By Michael Linhorst and Melissa Hayes, The Record (Hackensack, N.J.)
HACKENSACK, N.J.—Democrats leading the panel investigating the George Washington Bridge lane closures met with their lawyer Thursday to decide their next move, one day after a judge ruled that they could not compel two central players in the controversy to hand over documents.
Also weighing on their decision is concern over whether Democratic leaders will continue backing them as their investigation stretches into its fourth month. Stephen Sweeney, the Democratic Senate president, suggested this week — before the judge’s decision — that the committee should stop its investigation if the court ruled against it. Sweeney later tempered his statement, saying he supports the panel’s work.
Through a spokesman, Sweeney declined to comment Thursday about what direction he thinks the panel should take. The speaker of the Assembly, Democrat Vincent Prieto, did not respond to a request for comment.
Republicans on the committee were not involved in talks with the panel’s lawyer, Reid Schar, a former federal prosecutor from Illinois. And they also don’t have a preferred way forward.
But lawmakers are still holding out hope for some progress in their investigation: Friday is the deadline they imposed for documents from Gibson, Dunn & Crutcher, the law firm that conducted an internal probe for the governor’s office. Legislators want whatever records the law firm has from the 70 interviews it completed as part of the investigation the Christie administration hired it to make into the lane closures.
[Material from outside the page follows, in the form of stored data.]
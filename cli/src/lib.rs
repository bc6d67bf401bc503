pub mod client;
pub mod error;
pub mod finder;
pub mod panel;

pub const DEFAULT_API_ROOT: &str = "http://localhost:5000";
use planner::RouteError;
use thiserror::Error;

/// Failure of a single HTTP exchange with the route service.
#[derive(Debug, Error)]
pub enum FetchError {
    #[error("request failed: {0}")]
    Transport(#[from] reqwest::Error),
    #[error("response body is not a recognised payload: {0}")]
    Decode(#[from] serde_json::Error),
}

impl From<FetchError> for RouteError {
    fn from(err: FetchError) -> Self {
        match err {
            FetchError::Transport(e) => RouteError::Transport(e.to_string()),
            FetchError::Decode(e) => RouteError::Decode(e.to_string()),
        }
    }
}

#[derive(Debug, Error)]
pub enum CliError {
    #[error("failed to build HTTP client: {0}")]
    Client(#[from] reqwest::Error),
    #[error("airport {0} is not in the catalog")]
    UnknownAirport(String),
    #[error("origin and destination must be two different airports")]
    InvalidSelection,
    #[error("route request was superseded by a newer one")]
    Superseded,
}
Randy Mastro, the Gibson Dunn attorney who led the internal investigation, said in a statement this week that his firm is talking with the committee’s lawyer. On Thursday, however, a spokesman for Gov. Chris Christie declined to comment about what the law firm would do.
Superior Court Judge Mary Jacobson’s decision, which was released Wednesday, allows Bridget Anne Kelly, the governor’s former deputy chief of staff, and Bill Stepien, Christie’s former campaign manager, to refuse to comply with the committee’s demands for documents.
After losing in court, there’s no obvious next step for the committee to take.
But the panel does have several options, according to state Sen. Loretta Weinberg, a Democrat,, and Assemblyman John Wisniewski, a Democrat, co-leaders of the committee.
The lawmakers could appeal the ruling. They could issue new subpoenas to Kelly and Stepien and try to craft those demands in a narrower way that might comply with Jacobson’s ruling. They could offer Kelly and Stepien immunity from prosecution — a power that, Wisniewski says, the committee maintains. They also could shift the focus of their investigation to look more broadly at the politicized inner workings of the governor’s office and the Port Authority.
“There are a variety of alternatives here which we have to consider very carefully in terms of the parallel U.S. attorney’s investigation, in terms of what’s the best legal avenue for us to get the answers that we need,” Weinberg said Thursday.
They also could pause and wait for Paul Fishman, the U.S. attorney for New Jersey, to complete his investigation into the lane closures. A federal grand jury has issued several subpoenas, and it has heard testimony from at least one person: Christie spokesman Michael Drewniak.
But the wait-and-see approach appears to be out of the question for the Democrats.